This is a bit tricky to explain but I will try my best to explain it.
I’m making a Gui API for games and it has Themes.
First I’ll explain how Widgets work.
A Button for example, inherits from Widget.
Themes work similarly.
ButtonTheme inherits from WidgetTheme.
Inside each widget class, there is an instance of its corrosponding Theme.
Widget class has:
private:
static WidgetTheme widgetTheme;
public:
static WidgetTheme& getWidgetTheme();
button class has:
private:
static ButtonTheme buttonTheme;
public:
static ButtonTheme& getButtonTheme();
the Widget constructor, builds itself from its theme ex:
Widget()
{
setFont(getWidgetTheme().getFont());
}
the Button, inheriting from WidgetTheme, has to do the same ones because the internal widget will not know to construct from ButtonTheme, so my button ends up having to do:
Button()
{
setFont(getButtonTheme().getFont());
setButtonPadding(getButtonTheme().getButtonPadding());
}
This is where my problem is. It really feels wrong that I have to reprovide all the WidgetTheme ones and redirect them to ButtonTheme’s parameters for Widget.
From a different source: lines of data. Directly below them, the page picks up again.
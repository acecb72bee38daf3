//! Full-text search domain: query, results, and the index trait.

pub mod model;
pub mod service;

pub use model::{SearchOutcome, SearchQuery, SearchResultItem};
pub use service::SearchIndex;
If I do not do this, a SuperButton would inherit the styles of Button which would also inherit the styles of Widget, but what I want is for SuperButton to use its version of ButtonTheme and WidgetTheme because SuperButtonTheme would inherit from ButtonTheme and WidgetTheme.
Is there a way I could redesign this so that the constructor only has to set parts of the theme that it brings, and not have to set those of its parents?
Thanks
A virtual
getTheme()(as drewish suggests) but using covariant return types ought to solve your problem without requiring casts.